Exercise instructions
If a line in the listing below contains "projects", return that line.

Exercise inputs
//! Grafana projects plugin CLI
//!
//! The orchestrator runs one command per lifecycle event and writes the event payload
//! (`{"args": ...}`) to stdin. The hook result is printed to stdout as JSON; logs go to
//! stderr.

use anyhow::Context;
use clap::{Parser, Subcommand};
use crds::{Grafana, GrafanaDatasource};
use grafana_plugin::cluster::KubeStore;
use grafana_plugin::groups::GroupManager;
use grafana_plugin::infos::ServiceInfos;
use grafana_plugin::labels::ProjectRef;
use grafana_plugin::models::{DeleteProjectArgs, EnvironmentArgs, HookPayload, PermissionArgs, UpsertProjectArgs};
use grafana_plugin::reconciler::Reconciler;
use grafana_plugin::{HookResult, Plugin, PluginConfig};
use keycloak_client::KeycloakClient;
use kube::config::{KubeConfigOptions, Kubeconfig};
use kube::Client;
use serde::de::DeserializeOwned;
use std::io::Read;
use std::sync::Arc;
use tracing::info;
use tracing_subscriber::{fmt, prelude::*, EnvFilter};

/// Grafana projects plugin
#[derive(Parser, Debug)]
#[command(name = "grafana-plugin", version, about, long_about = None)]
struct Cli {
    #[command(subcommand)]
    command: Command,
}

#[derive(Subcommand, Debug)]
enum Command {
    /// Project created or updated
    UpsertProject,
    /// Project deleted
    DeleteProject,
    /// Environment created
    InitializeEnvironment,
    /// Environment deleted
    DeleteEnvironment,
    /// User permission changed on an environment
    SetEnvPermission,
    /// Print the service description of a project; only `GRAFANA_URL` is read
    Infos {
        #[arg(long)]
        organization: String,
        #[arg(long)]
        project: String,
    },
}

#[tokio::main]
async fn main() -> anyhow::Result<()> {
    if let Err(e) = rustls::crypto::ring::default_provider().install_default() {
        eprintln!("Failed to install rustls crypto provider: {:?}", e);
        std::process::exit(1);
    }

    tracing_subscriber::registry()
        .with(fmt::layer().with_writer(std::io::stderr))
        .with(EnvFilter::try_from_default_env().unwrap_or_else(|_| EnvFilter::new("info")))
        .init();

    let cli = Cli::parse();

    let result = match run(cli.command).await {
        Ok(Some(result)) => result,
        Ok(None) => return Ok(()),
        Err(e) => HookResult::ko("Plugin setup failed", format!("{:#}", e)),
    };

    println!("{}", serde_json::to_string(&result)?);
    if !result.is_ok() {
        std::process::exit(1);
    }
    Ok(())
}

/// Run a command; `None` when it does not produce a hook result
async fn run(command: Command) -> anyhow::Result<Option<HookResult>> {
    if let Command::Infos { organization, project } = &command {
        let grafana_url = PluginConfig::grafana_url_from_lookup(|key| std::env::var(key).ok())?;
        let infos = ServiceInfos::for_project(&grafana_url, &ProjectRef::new(organization, project));
        println!("{}", serde_json::to_string(&infos)?);
        return Ok(None);
    }

    let config = Arc::new(PluginConfig::from_env()?);

    let mut payload = String::new();
    std::io::stdin()
        .read_to_string(&mut payload)
        .context("failed to read the event payload from stdin")?;

    let plugin = connect(config).await?;
    let result = match command {
        Command::UpsertProject => plugin.upsert_project(&parse::<UpsertProjectArgs>(&payload)?).await,
        Command::DeleteProject => plugin.delete_project(&parse::<DeleteProjectArgs>(&payload)?).await,
        Command::InitializeEnvironment => {
            plugin.initialize_environment(&parse::<EnvironmentArgs>(&payload)?).await
        }
        Command::DeleteEnvironment => plugin.delete_environment(&parse::<EnvironmentArgs>(&payload)?).await,
        Command::SetEnvPermission => plugin.set_env_permission(&parse::<PermissionArgs>(&payload)?).await,
        Command::Infos { .. } => return Ok(None),
    };
    Ok(Some(result))
}

fn parse<A: DeserializeOwned>(payload: &str) -> anyhow::Result<A> {
    let payload: HookPayload<A> = serde_json::from_str(payload).context("invalid event payload")?;
    Ok(payload.args)
}

/// Build the plugin against the live cluster and Keycloak
async fn connect(config: Arc<PluginConfig>) -> anyhow::Result<Plugin> {
    info!("Configuration:");
    info!("  Keycloak URL: {}", config.keycloak_admin_url);
    info!("  Keycloak realm: {}", config.keycloak_realm);
    info!("  Namespace: {}", config.namespace);

    let client = kube_client(&config).await?;
    let keycloak = KeycloakClient::connect(
        &config.keycloak_admin_url,
        &config.keycloak_realm,
        &config.keycloak_admin_user,
        &config.keycloak_admin_password,
    )
    .await
    .context("failed to authenticate against Keycloak")?;

    let reconciler = Reconciler::new(
        Arc::clone(&config),
        Box::new(KubeStore::<Grafana>::namespaced(client.clone(), &config.namespace)),
        Box::new(KubeStore::<GrafanaDatasource>::namespaced(client, &config.namespace)),
    );
    Ok(Plugin::new(GroupManager::new(Box::new(keycloak)), reconciler))
}

/// Cluster client from `KUBECONFIG_PATH` (and `KUBECONFIG_CTX`), or inferred
async fn kube_client(config: &PluginConfig) -> anyhow::Result<Client> {
    let kube_config = match &config.kubeconfig_path {
        Some(path) => {
            let kubeconfig = Kubeconfig::read_from(path).with_context(|| format!("failed to read {}", path))?;
            let options = KubeConfigOptions {
                context: config.kubeconfig_context.clone(),
                ..Default::default()
            };
            kube::Config::from_custom_kubeconfig(kubeconfig, &options).await?
        }
        None => kube::Config::infer().await?,
    };
    Ok(Client::try_from(kube_config)?)
}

Written solution
//! Grafana projects plugin CLI
/// Grafana projects plugin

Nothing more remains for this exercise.